Yesterday I held my first live stream for what I’m calling “New Flight Studies.” The idea was born from a need I’ve seen for a while, but which has been intensified by the CoVid-19 pandemic. People need spiritual outlets. A lot of folks, religious or otherwise, don’t recognize just how essential these outlets are for our well-being because humans have a natural tendency to seek them out. We go for walks in the woods, volunteer at various organizations, take a jog or a bike ride 1, read a book, or get together with friends. We may not think of these as “spiritual activities,” but they are—activities such as these help us to transcend present circumstances so we can catch a glimpse of the larger narrative to which we are all connected.
So what happens when so many of our ordinary spiritual experiences are disrupted? They may not be halted, but they are different—just enough that we recognize something is “off.” Often we lack the language to frame this intuition and so we consider it glitch and try to push on without ever realizing we’re downing in a sea of “keeping busy,” pulled down from the breath we need to live.
In Christian circles, particularly in the low church Protestant circles I’m connected to, spirituality has been viewed with so narrow a lens 2 that we’ve often been drowning for years without realizing it. When the pandemic hit and cut off things many of us didn’t even realize were spiritual practices—worship, pot-lucks, small groups, Sunday school, coffee shop meetings, and volunteer opportunities—our narrow understanding of Christian spirituality was exposed. We were still able to follow the guidance to “read your Bible and pray,” but suddenly something was missing—and a good many Christians spiralled as they struggled with this unexplained shift.
Some folks tried to hold on until public worship could begin again, hoping it would reset “normality.” But masks make the experience weird and singing difficult. And following mitigation rules are, in general, a pain. The oddity of worship during the pandemic meant that in person gatherings weren’t quite the cure all people were looking for, especially when the rest of the world remained weird and alien. This explains, in part, why so many churches have rejected mitigation. People think they are drowning from a lack of normality, and unmasked worship which refuses to accept the reality of the pandemic is how they think they can be rescued from going under. In reality, however, people aren’t drowning from a lack of normality, they’re drowning from a need for spirituality.
The mostly accidental spirituality which we practiced prior to the pandemic was a lot like an IV drip—it sustained, but it wasn’t satisfying. And with things remaining disrupted, compounded by the constant threat of more disruption hanging over our heads, we need more than an IV drip. We need to take deliberate steps for spiritual nourishment—to embark on a new flight, as it were. And, for me, taking this new flight means pursuing creativity—taking up deliberate activities which release our being to interact with beauty, muse on truth, and guide us into a posture of listening. As a Christian, I’d say that posture helps us listen to the calling of the Holy Spirit. We don’t have to master creative pursuits to experience their spiritual benefits, we just have to practice something which helps us transcend our own limited perspective—through the ironic means of using our perspective to capture some truth we see in the world around us.

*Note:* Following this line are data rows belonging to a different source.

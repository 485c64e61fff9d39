//! Writes a deterministic synthetic salary survey for offline use:
//!
//! ```text
//! cargo run --bin generate_sample
//! SALARY_DASH_SOURCE=sample_salaries.csv cargo run
//! ```

use std::sync::Arc;

use anyhow::{Context, Result};
use arrow::array::{ArrayRef, Float64Array, Int64Array, StringArray};
use arrow::datatypes::{DataType, Field, Schema};
use arrow::record_batch::RecordBatch;
use parquet::arrow::ArrowWriter;
use serde::Serialize;

/// One survey row, serialized under the source column names.
#[derive(Debug, Serialize)]
struct SurveyRow {
    #[serde(rename = "ano")]
    year: i64,
    #[serde(rename = "senioridade")]
    seniority: &'static str,
    #[serde(rename = "contrato")]
    contract: &'static str,
    #[serde(rename = "tamanho_empresa")]
    company_size: &'static str,
    #[serde(rename = "cargo")]
    role: &'static str,
    #[serde(rename = "remoto")]
    remote: &'static str,
    #[serde(rename = "residencia_iso3")]
    residence_iso3: &'static str,
    #[serde(rename = "usd")]
    usd: f64,
}

/// Minimal deterministic PRNG (splitmix64).
struct SimpleRng {
    state: u64,
}

impl SimpleRng {
    fn new(seed: u64) -> Self {
        SimpleRng { state: seed }
    }

    fn next_u64(&mut self) -> u64 {
        self.state = self.state.wrapping_add(0x9E37_79B9_7F4A_7C15);
        let mut z = self.state;
        z = (z ^ (z >> 30)).wrapping_mul(0xBF58_476D_1CE4_E5B9);
        z = (z ^ (z >> 27)).wrapping_mul(0x94D0_49BB_1331_11EB);
        z ^ (z >> 31)
    }

    fn next_f64(&mut self) -> f64 {
        (self.next_u64() >> 11) as f64 / (1u64 << 53) as f64
    }

    fn pick<T: Copy>(&mut self, items: &[T]) -> T {
        items[(self.next_u64() % items.len() as u64) as usize]
    }

    /// Box-Muller transform for normal distribution
    fn gauss(&mut self, mean: f64, std_dev: f64) -> f64 {
        let u1 = self.next_f64().max(1e-15);
        let u2 = self.next_f64();
        let z = (-2.0 * u1.ln()).sqrt() * (2.0 * std::f64::consts::PI * u2).cos();
        mean + std_dev * z
    }
}

const YEARS: [i64; 5] = [2020, 2021, 2022, 2023, 2024];
const SENIORITY: [(&str, f64); 4] = [("junior", 0.6), ("pleno", 0.85), ("senior", 1.1), ("executivo", 1.5)];
const CONTRACTS: [&str; 4] = ["integral", "contrato", "parcial", "freelancer"];
const SIZES: [(&str, f64); 3] = [("pequena", 0.85), ("media", 1.0), ("grande", 1.1)];
const ROLES: [(&str, f64); 8] = [
    ("Data Scientist", 140_000.0),
    ("Data Engineer", 135_000.0),
    ("Data Analyst", 95_000.0),
    ("Machine Learning Engineer", 160_000.0),
    ("Research Scientist", 170_000.0),
    ("Analytics Engineer", 120_000.0),
    ("Data Architect", 155_000.0),
    ("BI Developer", 90_000.0),
];
const REMOTE: [&str; 3] = ["remoto", "hibrido", "presencial"];
const COUNTRIES: [(&str, f64); 8] = [
    ("USA", 1.0),
    ("CAN", 0.8),
    ("GBR", 0.7),
    ("DEU", 0.7),
    ("BRA", 0.35),
    ("IND", 0.25),
    ("ESP", 0.5),
    ("AUS", 0.75),
];

fn generate(n: usize, rng: &mut SimpleRng) -> Vec<SurveyRow> {
    (0..n)
        .map(|_| {
            let year = rng.pick(&YEARS);
            let (seniority, s_mult) = rng.pick(&SENIORITY);
            let (company_size, c_mult) = rng.pick(&SIZES);
            let (role, base) = rng.pick(&ROLES);
            let (residence_iso3, geo_mult) = rng.pick(&COUNTRIES);
            let growth = 1.0 + 0.04 * (year - YEARS[0]) as f64;
            let mean = base * s_mult * c_mult * geo_mult * growth;
            let usd = rng.gauss(mean, mean * 0.15).max(5_000.0).round();

            SurveyRow {
                year,
                seniority,
                contract: rng.pick(&CONTRACTS),
                company_size,
                role,
                remote: rng.pick(&REMOTE),
                residence_iso3,
                usd,
            }
        })
        .collect()
}

fn write_csv(rows: &[SurveyRow], path: &str) -> Result<()> {
    let mut writer = csv::Writer::from_path(path).with_context(|| format!("creating {path}"))?;
    for row in rows {
        writer.serialize(row).context("writing CSV row")?;
    }
    writer.flush().context("flushing CSV")?;
    Ok(())
}

fn write_parquet(rows: &[SurveyRow], path: &str) -> Result<()> {
    fn strings(rows: &[SurveyRow], f: impl Fn(&SurveyRow) -> &str) -> ArrayRef {
        Arc::new(StringArray::from(rows.iter().map(f).collect::<Vec<_>>()))
    }

    let schema = Arc::new(Schema::new(vec![
        Field::new("ano", DataType::Int64, false),
        Field::new("senioridade", DataType::Utf8, false),
        Field::new("contrato", DataType::Utf8, false),
        Field::new("tamanho_empresa", DataType::Utf8, false),
        Field::new("cargo", DataType::Utf8, false),
        Field::new("remoto", DataType::Utf8, false),
        Field::new("residencia_iso3", DataType::Utf8, false),
        Field::new("usd", DataType::Float64, false),
    ]));

    let batch = RecordBatch::try_new(
        schema.clone(),
        vec![
            Arc::new(Int64Array::from(rows.iter().map(|r| r.year).collect::<Vec<_>>())),
            strings(rows, |r| r.seniority),
            strings(rows, |r| r.contract),
            strings(rows, |r| r.company_size),
            strings(rows, |r| r.role),
            strings(rows, |r| r.remote),
            strings(rows, |r| r.residence_iso3),
            Arc::new(Float64Array::from(rows.iter().map(|r| r.usd).collect::<Vec<_>>())),
        ],
    )
    .context("building record batch")?;

    let file = std::fs::File::create(path).with_context(|| format!("creating {path}"))?;
    let mut writer = ArrowWriter::try_new(file, schema, None).context("creating parquet writer")?;
    writer.write(&batch).context("writing parquet batch")?;
    writer.close().context("closing parquet writer")?;
    Ok(())
}

fn main() -> Result<()> {
    let mut rng = SimpleRng::new(42);
    let rows = generate(2_000, &mut rng);

    write_csv(&rows, "sample_salaries.csv")?;
    write_parquet(&rows, "sample_salaries.parquet")?;

    println!(
        "Wrote {} survey rows to sample_salaries.csv and sample_salaries.parquet",
        rows.len()
    );
    Ok(())
}
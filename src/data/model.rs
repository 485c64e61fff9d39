use std::collections::BTreeSet;
use std::fmt;

use super::filter::FilterOptions;

// ---------------------------------------------------------------------------
// Column – the source columns the dashboard understands
// ---------------------------------------------------------------------------

/// A required column of the survey file, keyed by its header in the source.
#[derive(Debug, Clone, Copy, PartialEq, Eq, PartialOrd, Ord, Hash)]
pub enum Column {
    Year,
    Seniority,
    ContractType,
    CompanySize,
    Role,
    RemoteType,
    ResidenceIso3,
    SalaryUsd,
}

impl Column {
    /// All required columns, in the order the detail table shows them.
    pub const ALL: [Column; 8] = [
        Column::Year,
        Column::Seniority,
        Column::ContractType,
        Column::CompanySize,
        Column::Role,
        Column::RemoteType,
        Column::ResidenceIso3,
        Column::SalaryUsd,
    ];

    /// Header name in the source file.
    pub fn source_name(self) -> &'static str {
        match self {
            Column::Year => "ano",
            Column::Seniority => "senioridade",
            Column::ContractType => "contrato",
            Column::CompanySize => "tamanho_empresa",
            Column::Role => "cargo",
            Column::RemoteType => "remoto",
            Column::ResidenceIso3 => "residencia_iso3",
            Column::SalaryUsd => "usd",
        }
    }

    /// Human-readable label for headers and widgets.
    pub fn label(self) -> &'static str {
        match self {
            Column::Year => "Year",
            Column::Seniority => "Seniority",
            Column::ContractType => "Contract type",
            Column::CompanySize => "Company size",
            Column::Role => "Role",
            Column::RemoteType => "Work arrangement",
            Column::ResidenceIso3 => "Residence (ISO-3)",
            Column::SalaryUsd => "Salary (USD)",
        }
    }
}

impl fmt::Display for Column {
    fn fmt(&self, f: &mut fmt::Formatter<'_>) -> fmt::Result {
        write!(f, "{}", self.source_name())
    }
}

// ---------------------------------------------------------------------------
// Record – one row of the survey
// ---------------------------------------------------------------------------

/// A single salary-survey response.
#[derive(Debug, Clone, PartialEq)]
pub struct Record {
    pub year: i32,
    pub seniority: String,
    pub contract_type: String,
    pub company_size: String,
    pub role: String,
    pub remote_type: String,
    /// ISO-3 country code of residence.
    pub residence_country_code: String,
    /// Annual salary in USD, never negative.
    pub salary_usd: f64,
}

impl Record {
    /// Render one cell for the detail table.
    pub fn cell(&self, column: Column) -> String {
        match column {
            Column::Year => self.year.to_string(),
            Column::Seniority => self.seniority.clone(),
            Column::ContractType => self.contract_type.clone(),
            Column::CompanySize => self.company_size.clone(),
            Column::Role => self.role.clone(),
            Column::RemoteType => self.remote_type.clone(),
            Column::ResidenceIso3 => self.residence_country_code.clone(),
            Column::SalaryUsd => format!("{:.0}", self.salary_usd),
        }
    }
}

// ---------------------------------------------------------------------------
// Dataset – the complete loaded survey
// ---------------------------------------------------------------------------

/// The full parsed survey with pre-computed filter options.
///
/// Built once at startup and never mutated afterwards; sessions share it
/// behind an `Arc`.
#[derive(Debug, Clone, Default)]
pub struct Dataset {
    /// All records, in source order.
    pub records: Vec<Record>,
    /// Sorted distinct values of the four filterable columns.
    pub options: FilterOptions,
}

impl Dataset {
    /// Build the distinct-value index from the loaded records.
    pub fn from_records(records: Vec<Record>) -> Self {
        let options = FilterOptions::from_records(&records);
        Dataset { records, options }
    }

    /// Number of records.
    pub fn len(&self) -> usize {
        self.records.len()
    }

    /// Whether the dataset is empty.
    pub fn is_empty(&self) -> bool {
        self.records.is_empty()
    }

    /// Sorted distinct roles, used to pick the mapped role.
    pub fn roles(&self) -> Vec<&str> {
        self.distinct(|r| &r.role)
    }

    /// Sorted distinct work arrangements.
    pub fn remote_types(&self) -> Vec<&str> {
        self.distinct(|r| &r.remote_type)
    }

    fn distinct<'a>(&'a self, key: impl Fn(&'a Record) -> &'a String) -> Vec<&'a str> {
        let values: BTreeSet<&str> = self.records.iter().map(|r| key(r).as_str()).collect();
        values.into_iter().collect()
    }
}

#[cfg(test)]
pub(crate) mod fixtures {
    use super::Record;

    pub fn record(year: i32, seniority: &str, role: &str, usd: f64) -> Record {
        Record {
            year,
            seniority: seniority.to_string(),
            contract_type: "Full-time".to_string(),
            company_size: "Medium".to_string(),
            role: role.to_string(),
            remote_type: "Remote".to_string(),
            residence_country_code: "USA".to_string(),
            salary_usd: usd,
        }
    }
}

#[cfg(test)]
mod tests {
    use super::fixtures::record;
    use super::*;

    #[test]
    fn test_from_records_indexes_options() {
        let ds = Dataset::from_records(vec![
            record(2022, "Senior", "Data Engineer", 100.0),
            record(2021, "Junior", "Analyst", 50.0),
            record(2022, "Junior", "Analyst", 60.0),
        ]);
        assert_eq!(ds.len(), 3);
        assert_eq!(ds.options.years.iter().copied().collect::<Vec<_>>(), vec![2021, 2022]);
        assert_eq!(
            ds.options.seniorities.iter().map(String::as_str).collect::<Vec<_>>(),
            vec!["Junior", "Senior"]
        );
        assert_eq!(ds.roles(), vec!["Analyst", "Data Engineer"]);
    }

    #[test]
    fn test_cell_formats_salary_without_decimals() {
        let r = record(2023, "Senior", "Data Scientist", 123456.7);
        assert_eq!(r.cell(Column::SalaryUsd), "123457");
        assert_eq!(r.cell(Column::Year), "2023");
        assert_eq!(Column::SalaryUsd.source_name(), "usd");
    }
}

Yesterday, I began to offer an invitation to this new flight by discussing photography with my friends Lee Spitzer and Elmo Familiaran. My video set is in progress—I need some practical lighting behind me, hang a shelf or place some decoration on the wall, add some acoustic panels to the ceiling, and get some much better lights 3. I also had the guest audio down too low, which is bothersome. But none of that matters, because our conversation on Spirituality & Photography was a joy. I invite you to watch it yourself, and perhaps be encouraged to take your own new flight.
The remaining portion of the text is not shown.